A customer with a solar system is a buyer and a supplier of electricity. You're a buyer at night – or on days with reduced sunlight - when you need electricity from the grid to run the equipment in your house or business. You're a supplier when your PV system is generating more power than you need and the excess flows into the electric system. Measuring the flow of electricity in two directions requires a “net meter.” Your meter has two registers, both going forward but one at a time. One register is measuring the electricity you are consuming from the PSE&G grid, the other measuring the electricity you are providing to the grid. You’ll receive a PSEG bill every month based on your “net consumption” of electricity, measured in kilowatt hours (kWh).
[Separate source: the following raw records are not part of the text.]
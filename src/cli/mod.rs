//! Command-line parsing for the rotational-spectrum fitter.
//!
//! The goal of this module is to keep **argument parsing** and **command dispatch**
//! separate from the Hamiltonian/fitting code.

use std::path::PathBuf;

use clap::{Args, Parser, Subcommand};

use crate::domain::{ConstantId, DipoleType};

/// Top-level CLI.
#[derive(Debug, Parser)]
#[command(name = "rotfit", version, about = "Asymmetric-top rotational spectrum fitter")]
pub struct Cli {
    #[command(subcommand)]
    pub command: Command,
}

/// CLI subcommands.
#[derive(Debug, Subcommand)]
pub enum Command {
    /// Fit constants to assigned lines, print the report, and optionally plot/export.
    Fit(FitArgs),
    /// Predict a line catalog from the constants in an input file.
    Predict(PredictArgs),
    /// Replace the observed frequencies of an input file with simulated ones.
    Simulate(SimulateArgs),
    /// Fit the bundled hexanal data set.
    Demo(PlotArgs),
}

/// Options for `rotfit fit`.
#[derive(Debug, Args, Clone)]
pub struct FitArgs {
    /// Fit-input JSON (guess, distortion, transitions, observed).
    #[arg(short = 'i', long, value_name = "JSON")]
    pub input: PathBuf,

    /// Constants to float (comma separated). Overrides the input file.
    #[arg(long = "float", value_enum, value_delimiter = ',')]
    pub float_params: Option<Vec<ConstantId>>,

    /// Iteration budget. Overrides the input file.
    #[arg(long)]
    pub max_iter: Option<usize>,

    /// Export the fit (constants, covariance, residuals) to JSON.
    #[arg(long = "export-json")]
    pub export_json: Option<PathBuf>,

    /// Export the line list to CSV.
    #[arg(long = "export-csv")]
    pub export_csv: Option<PathBuf>,

    #[command(flatten)]
    pub plot: PlotArgs,
}

/// Options for `rotfit predict`.
#[derive(Debug, Args, Clone)]
pub struct PredictArgs {
    /// Fit-input JSON; `guess` and `distortion` define the constants.
    #[arg(short = 'i', long, value_name = "JSON")]
    pub input: PathBuf,

    /// Highest J included. Overrides the input file.
    #[arg(long)]
    pub j_max: Option<u32>,

    /// Lower edge of the frequency window (MHz).
    #[arg(long)]
    pub f_min: Option<f64>,

    /// Upper edge of the frequency window (MHz).
    #[arg(long)]
    pub f_max: Option<f64>,

    /// Dipole types to include (comma separated).
    #[arg(long, value_enum, value_delimiter = ',')]
    pub types: Option<Vec<DipoleType>>,

    /// Rotational temperature for intensities (K). Overrides the input file.
    #[arg(long)]
    pub temperature: Option<f64>,

    /// Keep only the N most intense lines.
    #[arg(long, value_name = "N")]
    pub strongest: Option<usize>,

    /// Export the catalog to CSV.
    #[arg(long = "export-csv")]
    pub export_csv: Option<PathBuf>,
}

/// Options for `rotfit simulate`.
#[derive(Debug, Args, Clone)]
pub struct SimulateArgs {
    /// Fit-input JSON; its transitions are simulated from `guess` and `distortion`.
    #[arg(short = 'i', long, value_name = "JSON")]
    pub input: PathBuf,

    /// Gaussian noise standard deviation (kHz).
    #[arg(long, default_value_t = 10.0)]
    pub noise_khz: f64,

    /// Random seed.
    #[arg(long, default_value_t = 42)]
    pub seed: u64,

    /// Output fit-input JSON. Printed to stdout when omitted.
    #[arg(short = 'o', long, value_name = "JSON")]
    pub output: Option<PathBuf>,
}

/// Terminal stick-plot options.
#[derive(Debug, Args, Clone)]
pub struct PlotArgs {
    /// Render an ASCII stick spectrum after the report.
    #[arg(long)]
    pub plot: bool,

    /// Plot width (columns).
    #[arg(long, default_value_t = 100)]
    pub width: usize,

    /// Plot height (rows).
    #[arg(long, default_value_t = 12)]
    pub height: usize,
}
The net consumption is the difference between the amount of electricity drawn from PSEG when your PV System is not meeting your household needs and the amount you exported when the Panels were producing in excess to your household needs. Keep in mind; you use your Solar Panel’s electricity first.
Your Cumulative Credits
|Net meter transactions are based on a 12-month "contract year," which typically begins on the date we install the net meter. The Cumulative Difference column on your bill is a record of the credits you have accumulated since your last anniversary true up. The first bill example below shows a month when more power was produced by your PV System than used - one credit is added to the bank for each excess kilowatt-hour (kWh). The second example below shows a month when not enough power was produced - credits carried forward from previous months are used to reduce the bill.
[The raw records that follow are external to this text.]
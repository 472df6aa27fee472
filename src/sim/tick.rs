//! Fixed timestep simulation tick
//!
//! Advances a run deterministically: path travel, locomotion against the
//! ground, the spawn pass, retirement, pickups, then contacts. Locomotion
//! always settles the pose before contacts read it.

use super::collision::{Resolution, StandOnRule, detect_contacts, resolve_contact};
use super::host::{GroundQuery, Host};
use super::input::TickInput;
use super::path::PathPose;
use super::scheduler::PlayerAnchor;
use super::state::{FrameTime, GameEvent, RunPhase, RunnerState};
use crate::consts::GROUND_SNAP_TOLERANCE;

/// Advance the run by one tick
pub fn tick(state: &mut RunnerState, input: &TickInput, time: FrameTime, host: &mut Host<'_>) {
    state.events.clear();
    state.time_ticks += 1;
    let dt = time.scaled.max(0.0);

    // Restart pacing runs on real time so slow motion cannot stretch it
    if state.phase == RunPhase::Dead
        && (input.retry || state.restart_timer.tick(time.unscaled))
    {
        state.request_restart(&mut *host.hooks);
    }

    state.follower.advance(dt);
    if state.player.alive {
        state.body_distance = state.follower.distance;
        state.time_alive += dt;
    } else if !state.player.grounded {
        // Knocked back along the path while airborne
        state.body_distance -= (state.player.knockback_speed * dt) as f64;
    }
    let frame = state.player_frame();

    let ground = ground_height(state, &frame, host.ground);
    let moved = state.player.step(input, ground, &state.tuning, dt);
    if moved.jumped {
        state.events.push(GameEvent::PlayerJumped);
    }
    if moved.roll_started {
        state.events.push(GameEvent::RollStarted);
    }
    if moved.roll_ended {
        state.events.push(GameEvent::RollEnded);
    }
    let position = state.player.world_position(&frame);

    // Keeps running after death until the host tears the run down
    let anchor = PlayerAnchor {
        position,
        follower_distance: Some(state.follower.distance),
    };
    state.scheduler.update(
        Some(&state.curve),
        Some(anchor),
        &state.tuning,
        host,
        &mut state.events,
    );
    state.scheduler.retire_left_behind(
        position,
        frame.forward,
        &mut *host.backend,
        &mut state.events,
    );

    let items = &state.tuning.items;
    if let Some(placer) = state.scheduler.items_mut() {
        placer.retire_left_behind(
            position,
            frame.forward,
            items.destroy_behind_distance,
            &mut *host.backend,
        );
        if state.player.alive {
            placer.collect(
                state.player.capsule.segment(position),
                items.pickup_radius,
                items.score_value,
                &mut *host.backend,
                &mut *host.hooks,
                &mut state.events,
            );
        }
    }

    if !state.player.alive {
        return;
    }
    let pool = state.scheduler.pool();
    let stand_on = StandOnRule::from_tuning(&state.tuning.player);
    let killed = detect_contacts(&state.player, position, pool, &state.death_zones)
        .iter()
        .find_map(|contact| match resolve_contact(&state.player, contact, pool, stand_on) {
            Resolution::Killed(cause) => Some(cause),
            Resolution::Ignored | Resolution::StoodOn => None,
        });
    if let Some(cause) = killed {
        state.kill(cause, &mut *host.hooks);
    }
}

/// Highest surface under the player: the external ground or the top of an
/// obstacle the player is already above
fn ground_height(state: &RunnerState, frame: &PathPose, ground: &dyn GroundQuery) -> Option<f32> {
    let player = &state.player;
    let tuning = &state.tuning.player;
    let origin = player.ground_ray_origin(frame);
    let external = ground.raycast_down(origin, tuning.ground_ray_length, tuning.ground_layer);

    let feet = player.world_position(frame);
    let reach = player.position_y + GROUND_SNAP_TOLERANCE;
    let obstacle_top = state
        .scheduler
        .pool()
        .iter()
        .filter(|o| o.alive && o.hit_volume.footprint_contains(feet))
        .map(|o| o.top_height())
        .filter(|&top| top <= reach && origin.y - top <= tuning.ground_ray_length)
        .reduce(f32::max);

    match (external, obstacle_top) {
        (Some(a), Some(b)) => Some(a.max(b)),
        (a, b) => a.or(b),
    }
}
Get the Most Value from Your Credits
At the end of the 12-month contract year, there’s an Anniversary True Up when we calculate the monetary value of any remaining energy credits. The accumulated credit is then reset to zero to begin the next 12-month period. You'll get the most value from energy credits when they're used during the year to reduce your bill. That happens automatically in months when you’ve used more power than you produced. The best month for your Anniversary True Up is the month before you begin to accumulate the most electricity credits to use towards months in which you may need electricity from us. The Anniversary True-Up date you start off with is usually the date we installed the net meter - it may not be the best date. As a courtesy, we will change this date one time, at your request. We recommend customers wait until they have a year’s worth of history with Solar to make the most informed decision. For questions call 609-227-5100. (for residential customers) or 1-800-722-0256 Option #5 (for commercial customers). The value of any credits remaining after the Anniversary True Up will be applied to your account balance and you’ll see this credit displayed on your normal monthly bill. You will only see this if there are credits remaining.
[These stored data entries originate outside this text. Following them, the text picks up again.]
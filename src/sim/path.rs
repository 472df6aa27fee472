//! Parametric travel path
//!
//! The path is a uniform Catmull-Rom curve through a list of control points,
//! parameterized by t in [0, 1]. Content is scheduled in arc-length distance,
//! so the curve caches an approximate arc length and converts between the two.

use glam::{Mat3, Quat, Vec3};
use serde::{Deserialize, Serialize};

use crate::consts::ARC_LENGTH_SAMPLES;
use crate::right_of;

/// What happens to distances past the end of the curve
#[derive(Debug, Clone, Copy, PartialEq, Eq, Default, Serialize, Deserialize)]
pub enum PathEnd {
    /// Continue in a straight line along the end tangent
    #[default]
    Extrapolate,
    /// Wrap distances modulo the arc length (closed tracks)
    Loop,
}

/// Position and orientation frame at a point on the path
#[derive(Debug, Clone, Copy, PartialEq, Serialize, Deserialize)]
pub struct PathPose {
    pub position: Vec3,
    /// Normalized tangent
    pub forward: Vec3,
    /// Normalized lateral axis (lanes are offset along this)
    pub right: Vec3,
}

impl PathPose {
    fn from_tangent(position: Vec3, forward: Vec3) -> Self {
        Self {
            position,
            forward,
            right: right_of(forward),
        }
    }

    /// Rotation mapping local +Z to forward and local +X to right
    pub fn rotation(&self) -> Quat {
        let up = self.forward.cross(self.right).normalize_or(Vec3::Y);
        Quat::from_mat3(&Mat3::from_cols(self.right, up, self.forward)).normalize()
    }

    /// World point offset laterally from the path
    #[inline]
    pub fn lateral(&self, offset: f32) -> Vec3 {
        self.position + self.right * offset
    }
}

/// The travel curve
#[derive(Debug, Clone, Serialize, Deserialize)]
pub struct PathCurve {
    points: Vec<Vec3>,
    end: PathEnd,
    /// Cached arc length (never below the degenerate fallback)
    arc_length: f64,
}

impl PathCurve {
    /// Length used when the control points describe no measurable curve
    pub const DEGENERATE_LENGTH: f64 = 1.0;

    pub fn new(points: Vec<Vec3>, end: PathEnd) -> Self {
        let points = if points.is_empty() {
            vec![Vec3::ZERO]
        } else {
            points
        };
        let mut curve = Self {
            points,
            end,
            arc_length: Self::DEGENERATE_LENGTH,
        };
        curve.arc_length = curve.measure_length();
        curve
    }

    /// A straight path from `start` along `direction` for `length` units
    pub fn straight(start: Vec3, direction: Vec3, length: f32) -> Self {
        let dir = direction.normalize_or(Vec3::Z);
        Self::new(vec![start, start + dir * length], PathEnd::Extrapolate)
    }

    pub fn points(&self) -> &[Vec3] {
        &self.points
    }

    pub fn end_behavior(&self) -> PathEnd {
        self.end
    }

    /// Cached arc length
    #[inline]
    pub fn arc_length(&self) -> f64 {
        self.arc_length
    }

    fn measure_length(&self) -> f64 {
        let mut length = 0.0f64;
        let mut prev = self.position(0.0);
        for i in 1..=ARC_LENGTH_SAMPLES {
            let next = self.position(i as f32 / ARC_LENGTH_SAMPLES as f32);
            length += prev.distance(next) as f64;
            prev = next;
        }
        if length.is_finite() && length > 1e-6 {
            length
        } else {
            Self::DEGENERATE_LENGTH
        }
    }

    /// Control points around segment `i` (ends are reflected)
    fn segment(&self, t: f32) -> Option<([Vec3; 4], f32, f32)> {
        let n = self.points.len();
        if n < 2 {
            return None;
        }
        let segments = (n - 1) as f32;
        let s = t.clamp(0.0, 1.0) * segments;
        let i = (s.floor() as usize).min(n - 2);
        let u = s - i as f32;

        let p1 = self.points[i];
        let p2 = self.points[i + 1];
        let p0 = if i > 0 { self.points[i - 1] } else { 2.0 * p1 - p2 };
        let p3 = if i + 2 < n {
            self.points[i + 2]
        } else {
            2.0 * p2 - p1
        };
        Some(([p0, p1, p2, p3], u, segments))
    }

    /// Position at parameter t (clamped to [0, 1])
    pub fn position(&self, t: f32) -> Vec3 {
        let Some(([p0, p1, p2, p3], u, _)) = self.segment(t) else {
            return self.points[0];
        };
        let u2 = u * u;
        let u3 = u2 * u;
        0.5 * (2.0 * p1
            + (p2 - p0) * u
            + (2.0 * p0 - 5.0 * p1 + 4.0 * p2 - p3) * u2
            + (3.0 * p1 - p0 - 3.0 * p2 + p3) * u3)
    }

    /// Normalized tangent at parameter t
    pub fn tangent(&self, t: f32) -> Vec3 {
        let Some(([p0, p1, p2, p3], u, segments)) = self.segment(t) else {
            return Vec3::Z;
        };
        let d = 0.5
            * ((p2 - p0)
                + 2.0 * (2.0 * p0 - 5.0 * p1 + 4.0 * p2 - p3) * u
                + 3.0 * (3.0 * p1 - p0 - 3.0 * p2 + p3) * u * u)
            * segments;
        if d.length_squared() > 1e-12 {
            return d.normalize();
        }
        // Cusp: fall back to the chord direction
        (p2 - p1).normalize_or(Vec3::Z)
    }

    /// Frame at parameter t
    pub fn pose(&self, t: f32) -> PathPose {
        PathPose::from_tangent(self.position(t), self.tangent(t))
    }

    /// Brute-force closest parameter over `samples + 1` evenly spaced points
    ///
    /// Returns the sample with the smallest squared distance (first wins ties).
    /// Precision scales with `samples`.
    pub fn closest_t(&self, point: Vec3, samples: usize) -> f32 {
        let samples = samples.max(1);
        let mut best_t = 0.0;
        let mut best_d = f32::MAX;
        for i in 0..=samples {
            let t = i as f32 / samples as f32;
            let d = self.position(t).distance_squared(point);
            if d < best_d {
                best_d = d;
                best_t = t;
            }
        }
        best_t
    }

    /// Arc distance of the sample closest to `point`
    pub fn distance_of(&self, point: Vec3, samples: usize) -> f64 {
        self.closest_t(point, samples) as f64 * self.arc_length
    }

    /// Map an arc distance to a curve parameter
    pub fn distance_to_t(&self, distance: f64) -> f32 {
        let d = match self.end {
            PathEnd::Extrapolate => distance,
            PathEnd::Loop => distance.rem_euclid(self.arc_length),
        };
        (d / self.arc_length).clamp(0.0, 1.0) as f32
    }

    /// Frame at an arc distance
    ///
    /// Beyond the end of an extrapolated path the frame continues linearly
    /// along the end tangent.
    pub fn pose_at_distance(&self, distance: f64) -> PathPose {
        if self.end == PathEnd::Extrapolate && distance > self.arc_length {
            let end = self.pose(1.0);
            let overshoot = (distance - self.arc_length) as f32;
            return PathPose {
                position: end.position + end.forward * overshoot,
                ..end
            };
        }
        self.pose(self.distance_to_t(distance))
    }
}

/// Drives an entity along the path at a constant speed
#[derive(Debug, Clone, Copy, PartialEq, Serialize, Deserialize)]
pub struct PathFollower {
    pub distance: f64,
    /// Units per second
    pub speed: f32,
    pub attached: bool,
}

impl PathFollower {
    pub fn new(start_distance: f64, speed: f32) -> Self {
        Self {
            distance: start_distance,
            speed,
            attached: true,
        }
    }

    pub fn advance(&mut self, dt: f32) {
        if self.attached {
            self.distance += (self.speed * dt) as f64;
        }
    }

    /// Stop driving; the distance freezes where it is
    pub fn detach(&mut self) {
        self.attached = false;
    }
}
- The difference between total kWh In and total kWh Out.
- Previous "banked" kWh amount.
- Current billable kWh amount.
Determining the Value of Energy Credits
At the annual reconciliation , we use the market price from New Jersey’s Clean Energy Program to determine the value of the credits you have accumulated. This rate is the actual cost to purchase power and does not include delivery and system charges.
The rate uses hourly prices generated by PJM, which operates New Jersey’s competitive electricity wholesale markets. The hourly prices are based on the type of customer (residential or commercial) and the type of voltage (primary, secondary, or transmission). Those prices vary based on the cost of fuels used to generate electricity, as well as demand for and the availability of electricity.
Quick Tips and Facts
- Only your solar contractor can provide solar production reports.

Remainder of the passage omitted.